Reply To: Cathedrals of Commerce
Yeah, the whole Dundrum thing has to be seen to be believed too. Nice renders of business people walking around open public spaces, but really…. The Leopardstown thing is fairly strange I think. Your point about being on the edge of DCC is about right I think, from my experience of these places.
I guess the image here, of ‘medium scale development’ is something like the development in Sandymount,
the spaces between buildings in Sandymount dis-allowed people to use them, things happening etc – they are policed, camera security dead zones. spaces do not join up in a sequence or order of spaces like in Temple Bar, but on a grander scale.
Notice all the ‘road’ in that image too – very Sandymount.
As one Intel boss said years ago, Only the paranoid survive.
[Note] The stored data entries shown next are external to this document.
//! Static evaluation.
//!
//! A tapered material and piece-square score plus a handful of positional
//! terms, blended between midgame and endgame tables by the game phase.
//! Terminal positions are scored first: mate as `±MATE_SCORE`, draws at a
//! contempt-adjusted value.

pub mod ordering;
pub mod tables;
mod terms;

use std::fmt;

use chess::{Color, Piece, ALL_PIECES};

use crate::game_over::{self, Outcome};
use crate::position::Position;

pub use ordering::{MoveBucket, OrderingHints};
pub use tables::{EvalWeights, MAX_PHASE};

/// Score of a checkmate from White's perspective before ply adjustment.
pub const MATE_SCORE: i32 = 1_000_000;

/// Breakdown of the evaluation for one color.
#[derive(Clone, Debug, Default, PartialEq, Eq)]
pub struct SideScores {
    pub gamephase: i32,
    /// Material per piece type, indexed by [`Piece::to_index`]
    pub piece_score: [i32; 6],
    pub piece_square_midgame: [i32; 6],
    pub piece_square_endgame: [i32; 6],
    pub material_midgame: i32,
    pub material_endgame: i32,
    pub pair_bonus: i32,
    pub rook_bonus: i32,
    pub tempo_bonus: i32,
    pub blocked_pieces: i32,
    /// Already included in `material_midgame`
    pub king_shield_bonus: i32,
    pub passed_pawn_bonus: i32,
}

impl SideScores {
    fn tapered_material(&self, phase: i32) -> i32 {
        (phase * self.material_midgame + (MAX_PHASE - phase) * self.material_endgame) / MAX_PHASE
    }

    fn positional(&self) -> i32 {
        self.pair_bonus
            + self.rook_bonus
            + self.tempo_bonus
            + self.blocked_pieces
            + self.passed_pawn_bonus
    }
}

/// Result of evaluating one position.
///
/// Built empty, filled once by [`Evaluation::evaluate`]; evaluating the same
/// object again is a no-op.
#[derive(Clone, Debug, PartialEq, Eq)]
pub struct Evaluation {
    contempt_side: Option<Color>,
    sides: [SideScores; 2],
    phase: i32,
    side_to_move: Color,
    outcome: Option<Outcome>,
    total: i32,
    total_perspective: i32,
    evaluated: bool,
}

impl Evaluation {
    pub fn new(contempt_side: Option<Color>) -> Self {
        Evaluation {
            contempt_side,
            sides: [SideScores::default(), SideScores::default()],
            phase: 0,
            side_to_move: Color::White,
            outcome: None,
            total: 0,
            total_perspective: 0,
            evaluated: false,
        }
    }

    pub fn evaluate(&mut self, weights: &EvalWeights, position: &mut Position) -> &Self {
        if self.evaluated {
            return self;
        }
        self.evaluated = true;
        self.side_to_move = position.side_to_move();

        let board = *position.board();
        for color in [Color::White, Color::Black] {
            self.sides[color.to_index()].gamephase = terms::gamephase(&board, color);
        }
        self.phase = (self.sides[0].gamephase + self.sides[1].gamephase).min(MAX_PHASE);

        if let Some(outcome) = game_over::outcome(position) {
            self.outcome = Some(outcome);
            self.total = self.terminal_score(weights, outcome);
        } else {
            for color in [Color::White, Color::Black] {
                let scores = &mut self.sides[color.to_index()];
                terms::material(scores, weights, &board, color);
                terms::pair_bonus(scores, weights, &board, color);
                terms::rook_files(scores, weights, &board, color);
                terms::tempo(scores, weights, &board, color);
                terms::blocked_pieces(scores, weights, &board, color);
                terms::king_shield(scores, weights, &board, color);
                terms::passed_pawns(scores, weights, &board, color);
            }
            self.total = self.combine();
        }

        self.total_perspective = match self.side_to_move {
            Color::White => self.total,
            Color::Black => -self.total,
        };
        self
    }

    fn terminal_score(&self, weights: &EvalWeights, outcome: Outcome) -> i32 {
        match outcome {
            Outcome::Checkmate {
                winner: Color::White,
            } => MATE_SCORE,
            Outcome::Checkmate {
                winner: Color::Black,
            } => -MATE_SCORE,
            Outcome::Draw(_) => {
                let penalty = weights.contempt_per_phase * self.phase;
                match self.contempt_side {
                    Some(Color::White) => -penalty,
                    Some(Color::Black) => penalty,
                    None => 0,
                }
            }
        }
    }

    fn combine(&self) -> i32 {
        let [white, black] = &self.sides;
        white.tapered_material(self.phase) - black.tapered_material(self.phase)
            + white.positional()
            - black.positional()
    }

    /// Signed score, positive when White stands better.
    #[inline]
    pub fn total(&self) -> i32 {
        self.total
    }

    /// Score from the side to move's point of view.
    #[inline]
    pub fn total_perspective(&self) -> i32 {
        self.total_perspective
    }

    pub fn side(&self, color: Color) -> &SideScores {
        &self.sides[color.to_index()]
    }

    /// Combined game-phase weight, capped at [`MAX_PHASE`].
    pub fn phase(&self) -> i32 {
        self.phase
    }

    pub fn outcome(&self) -> Option<Outcome> {
        self.outcome
    }

    pub fn is_game_over(&self) -> bool {
        self.outcome.is_some()
    }

    pub fn is_evaluated(&self) -> bool {
        self.evaluated
    }
}

const PIECE_NAMES: [&str; 6] = ["pawn", "knight", "bishop", "rook", "queen", "king"];

impl fmt::Display for Evaluation {
    fn fmt(&self, f: &mut fmt::Formatter<'_>) -> fmt::Result {
        writeln!(f, "---------- EVAL ----------")?;
        if let Some(outcome) = self.outcome {
            writeln!(f, "terminal: {outcome:?}")?;
        }
        for color in [Color::White, Color::Black] {
            let s = self.side(color);
            writeln!(f, "--------- {color:?} ---------")?;
            writeln!(f, "gamephase: {}", s.gamephase)?;
            for piece in ALL_PIECES {
                let i = piece.to_index();
                writeln!(
                    f,
                    "    {}: material {} pst {}/{}",
                    PIECE_NAMES[i],
                    s.piece_score[i],
                    s.piece_square_midgame[i],
                    s.piece_square_endgame[i]
                )?;
            }
            writeln!(f, "material: {}/{}", s.material_midgame, s.material_endgame)?;
            writeln!(
                f,
                "pair {} rook {} tempo {} blocked {} shield {} passed {}",
                s.pair_bonus,
                s.rook_bonus,
                s.tempo_bonus,
                s.blocked_pieces,
                s.king_shield_bonus,
                s.passed_pawn_bonus
            )?;
        }
        writeln!(f, "------- TOTAL SCORE ------")?;
        writeln!(f, "total: {}", self.total)?;
        write!(f, "perspective ({:?}): {}", self.side_to_move, self.total_perspective)
    }
}

/// Owns the evaluation weights and hands out fresh [`Evaluation`]s.
#[derive(Clone, Debug, Default)]
pub struct Evaluator {
    weights: EvalWeights,
    contempt_side: Option<Color>,
}

impl Evaluator {
    pub fn new(weights: EvalWeights) -> Self {
        Evaluator {
            weights,
            contempt_side: None,
        }
    }

    /// Side that dislikes draws. `None` scores every draw as 0.
    #[must_use]
    pub fn with_contempt_side(mut self, side: Option<Color>) -> Self {
        self.contempt_side = side;
        self
    }

    pub fn weights(&self) -> &EvalWeights {
        &self.weights
    }

    pub fn evaluate(&self, position: &mut Position) -> Evaluation {
        let mut evaluation = Evaluation::new(self.contempt_side);
        evaluation.evaluate(&self.weights, position);
        evaluation
    }

    #[inline]
    pub fn piece_value(&self, piece: Piece) -> i32 {
        self.weights.piece_value(piece)
    }
}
I think one thing that could work in the Docklands, is where spaces become amenities – this was my point about the Convention Centre, that because it brings in hordes of ‘foreigners’ who tend to wander around an awful lot – the open spaces would have to become ‘public’ right from the off.
The absolute worst solution for a Convention centre I could ever imagine, is someplace like Sandymount, where we could not even wander around in the summer evenings after their tour of the convention centre, to clear their heads, before returning to another round two of ‘techno product launchs and geek speak’.
If you had a convention centre in Sandymount, people would be trapped in some glass bubble and not allowed out. So in this sense, the wider spatial strategy you were talking about it needed.
I think the few sucessful things I have seen in Dublin, like this, even though it is only a small thing is the liffey board walk and campshires, how it changed the way people use those spaces.